YOUR TASK: Write the records out once more, exactly as they are given.

Collected data
----------
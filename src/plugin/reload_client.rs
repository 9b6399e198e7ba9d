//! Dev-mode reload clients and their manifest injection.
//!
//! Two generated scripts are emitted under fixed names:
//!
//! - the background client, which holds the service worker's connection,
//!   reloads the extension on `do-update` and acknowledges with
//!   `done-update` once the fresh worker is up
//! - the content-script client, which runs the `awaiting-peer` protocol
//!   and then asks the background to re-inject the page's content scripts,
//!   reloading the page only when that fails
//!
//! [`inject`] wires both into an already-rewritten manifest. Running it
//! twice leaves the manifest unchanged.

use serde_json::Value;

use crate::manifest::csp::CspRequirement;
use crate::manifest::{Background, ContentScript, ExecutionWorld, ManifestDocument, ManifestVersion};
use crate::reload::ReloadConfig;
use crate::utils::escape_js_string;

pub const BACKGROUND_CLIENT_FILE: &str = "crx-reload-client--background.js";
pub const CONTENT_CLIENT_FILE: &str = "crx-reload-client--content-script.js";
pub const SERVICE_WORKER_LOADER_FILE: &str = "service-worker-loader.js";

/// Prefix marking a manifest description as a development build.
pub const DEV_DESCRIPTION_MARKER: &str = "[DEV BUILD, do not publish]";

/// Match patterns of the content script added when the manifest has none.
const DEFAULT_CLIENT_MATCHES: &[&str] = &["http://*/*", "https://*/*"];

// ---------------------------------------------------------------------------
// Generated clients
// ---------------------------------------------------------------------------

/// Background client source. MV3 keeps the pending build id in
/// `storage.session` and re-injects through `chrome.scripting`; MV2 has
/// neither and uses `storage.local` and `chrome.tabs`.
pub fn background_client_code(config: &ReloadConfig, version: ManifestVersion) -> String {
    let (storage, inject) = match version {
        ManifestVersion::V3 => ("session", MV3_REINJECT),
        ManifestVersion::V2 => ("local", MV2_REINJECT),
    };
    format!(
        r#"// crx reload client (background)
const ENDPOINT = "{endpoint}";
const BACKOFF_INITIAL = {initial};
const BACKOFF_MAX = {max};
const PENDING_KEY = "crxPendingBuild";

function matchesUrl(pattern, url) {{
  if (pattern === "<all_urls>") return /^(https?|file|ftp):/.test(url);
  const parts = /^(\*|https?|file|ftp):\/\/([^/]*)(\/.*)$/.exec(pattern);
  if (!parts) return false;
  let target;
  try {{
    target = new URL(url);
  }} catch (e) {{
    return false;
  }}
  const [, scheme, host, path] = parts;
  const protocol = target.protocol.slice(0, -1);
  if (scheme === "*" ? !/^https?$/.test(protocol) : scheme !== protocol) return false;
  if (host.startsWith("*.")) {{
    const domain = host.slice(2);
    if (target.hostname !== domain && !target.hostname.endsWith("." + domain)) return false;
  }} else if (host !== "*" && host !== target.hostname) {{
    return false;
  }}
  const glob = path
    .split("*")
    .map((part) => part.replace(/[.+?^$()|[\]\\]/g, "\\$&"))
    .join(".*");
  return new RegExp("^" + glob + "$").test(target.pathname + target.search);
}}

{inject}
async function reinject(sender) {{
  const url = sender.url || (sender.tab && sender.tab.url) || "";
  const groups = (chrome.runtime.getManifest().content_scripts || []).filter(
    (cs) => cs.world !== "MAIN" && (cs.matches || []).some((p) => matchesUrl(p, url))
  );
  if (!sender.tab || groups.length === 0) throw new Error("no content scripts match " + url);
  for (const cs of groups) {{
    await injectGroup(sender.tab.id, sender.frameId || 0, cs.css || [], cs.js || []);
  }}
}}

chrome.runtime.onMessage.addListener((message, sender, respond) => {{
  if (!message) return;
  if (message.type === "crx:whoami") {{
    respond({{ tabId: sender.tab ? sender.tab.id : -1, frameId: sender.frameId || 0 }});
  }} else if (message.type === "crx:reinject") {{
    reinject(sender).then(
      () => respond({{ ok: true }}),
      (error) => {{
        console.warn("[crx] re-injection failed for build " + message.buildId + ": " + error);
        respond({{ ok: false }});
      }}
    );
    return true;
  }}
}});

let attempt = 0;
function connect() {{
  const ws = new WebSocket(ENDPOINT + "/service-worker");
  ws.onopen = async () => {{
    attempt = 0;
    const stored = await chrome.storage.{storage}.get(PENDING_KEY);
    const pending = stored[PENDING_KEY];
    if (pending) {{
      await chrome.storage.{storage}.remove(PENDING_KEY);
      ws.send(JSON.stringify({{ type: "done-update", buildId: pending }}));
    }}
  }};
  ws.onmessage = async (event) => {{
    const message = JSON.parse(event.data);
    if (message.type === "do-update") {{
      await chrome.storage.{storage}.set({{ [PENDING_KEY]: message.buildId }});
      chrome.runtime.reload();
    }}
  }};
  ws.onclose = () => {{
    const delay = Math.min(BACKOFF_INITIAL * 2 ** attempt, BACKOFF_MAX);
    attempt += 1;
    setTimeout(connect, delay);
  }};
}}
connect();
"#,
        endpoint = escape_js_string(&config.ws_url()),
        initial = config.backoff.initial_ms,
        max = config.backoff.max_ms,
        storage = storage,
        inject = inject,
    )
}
----------
REPLY TO THE EXERCISE:
filename src/plugin/reload_client.rs
repository 9b6399e198e7ba9d
//! Dev-mode reload clients and their manifest injection.
//!
//! Two generated scripts are emitted under fixed names:
//!
//! - the background client, which holds the service worker's connection,
//!   reloads the extension on `do-update` and acknowledges with
//!   `done-update` once the fresh worker is up
//! - the content-script client, which runs the `awaiting-peer` protocol
//!   and then asks the background to re-inject the page's content scripts,
//!   reloading the page only when that fails
//!
//! [`inject`] wires both into an already-rewritten manifest. Running it
//! twice leaves the manifest unchanged.

use serde_json::Value;

use crate::manifest::csp::CspRequirement;
use crate::manifest::{Background, ContentScript, ExecutionWorld, ManifestDocument, ManifestVersion};
use crate::reload::ReloadConfig;
use crate::utils::escape_js_string;

pub const BACKGROUND_CLIENT_FILE: &str = "crx-reload-client--background.js";
pub const CONTENT_CLIENT_FILE: &str = "crx-reload-client--content-script.js";
pub const SERVICE_WORKER_LOADER_FILE: &str = "service-worker-loader.js";

/// Prefix marking a manifest description as a development build.
pub const DEV_DESCRIPTION_MARKER: &str = "[DEV BUILD, do not publish]";

/// Match patterns of the content script added when the manifest has none.
const DEFAULT_CLIENT_MATCHES: &[&str] = &["http://*/*", "https://*/*"];

// ---------------------------------------------------------------------------
// Generated clients
// ---------------------------------------------------------------------------

/// Background client source. MV3 keeps the pending build id in
/// `storage.session` and re-injects through `chrome.scripting`; MV2 has
/// neither and uses `storage.local` and `chrome.tabs`.
pub fn background_client_code(config: &ReloadConfig, version: ManifestVersion) -> String {
    let (storage, inject) = match version {
        ManifestVersion::V3 => ("session", MV3_REINJECT),
        ManifestVersion::V2 => ("local", MV2_REINJECT),
    };
    format!(
        r#"// crx reload client (background)
const ENDPOINT = "{endpoint}";
const BACKOFF_INITIAL = {initial};
const BACKOFF_MAX = {max};
const PENDING_KEY = "crxPendingBuild";

function matchesUrl(pattern, url) {{
  if (pattern === "<all_urls>") return /^(https?|file|ftp):/.test(url);
  const parts = /^(\*|https?|file|ftp):\/\/([^/]*)(\/.*)$/.exec(pattern);
  if (!parts) return false;
  let target;
  try {{
    target = new URL(url);
  }} catch (e) {{
    return false;
  }}
  const [, scheme, host, path] = parts;
  const protocol = target.protocol.slice(0, -1);
  if (scheme === "*" ? !/^https?$/.test(protocol) : scheme !== protocol) return false;
  if (host.startsWith("*.")) {{
    const domain = host.slice(2);
    if (target.hostname !== domain && !target.hostname.endsWith("." + domain)) return false;
  }} else if (host !== "*" && host !== target.hostname) {{
    return false;
  }}
  const glob = path
    .split("*")
    .map((part) => part.replace(/[.+?^$()|[\]\\]/g, "\\$&"))
    .join(".*");
  return new RegExp("^" + glob + "$").test(target.pathname + target.search);
}}

{inject}
async function reinject(sender) {{
  const url = sender.url || (sender.tab && sender.tab.url) || "";
  const groups = (chrome.runtime.getManifest().content_scripts || []).filter(
    (cs) => cs.world !== "MAIN" && (cs.matches || []).some((p) => matchesUrl(p, url))
  );
  if (!sender.tab || groups.length === 0) throw new Error("no content scripts match " + url);
  for (const cs of groups) {{
    await injectGroup(sender.tab.id, sender.frameId || 0, cs.css || [], cs.js || []);
  }}
}}

chrome.runtime.onMessage.addListener((message, sender, respond) => {{
  if (!message) return;
  if (message.type === "crx:whoami") {{
    respond({{ tabId: sender.tab ? sender.tab.id : -1, frameId: sender.frameId || 0 }});
  }} else if (message.type === "crx:reinject") {{
    reinject(sender).then(
      () => respond({{ ok: true }}),
      (error) => {{
        console.warn("[crx] re-injection failed for build " + message.buildId + ": " + error);
        respond({{ ok: false }});
      }}
    );
    return true;
  }}
}});

let attempt = 0;
function connect() {{
  const ws = new WebSocket(ENDPOINT + "/service-worker");
  ws.onopen = async () => {{
    attempt = 0;
    const stored = await chrome.storage.{storage}.get(PENDING_KEY);
    const pending = stored[PENDING_KEY];
    if (pending) {{
      await chrome.storage.{storage}.remove(PENDING_KEY);
      ws.send(JSON.stringify({{ type: "done-update", buildId: pending }}));
    }}
  }};
  ws.onmessage = async (event) => {{
    const message = JSON.parse(event.data);
    if (message.type === "do-update") {{
      await chrome.storage.{storage}.set({{ [PENDING_KEY]: message.buildId }});
      chrome.runtime.reload();
    }}
  }};
  ws.onclose = () => {{
    const delay = Math.min(BACKOFF_INITIAL * 2 ** attempt, BACKOFF_MAX);
    attempt += 1;
    setTimeout(connect, delay);
  }};
}}
connect();
"#,
        endpoint = escape_js_string(&config.ws_url()),
        initial = config.backoff.initial_ms,
        max = config.backoff.max_ms,
        storage = storage,
        inject = inject,
    )
}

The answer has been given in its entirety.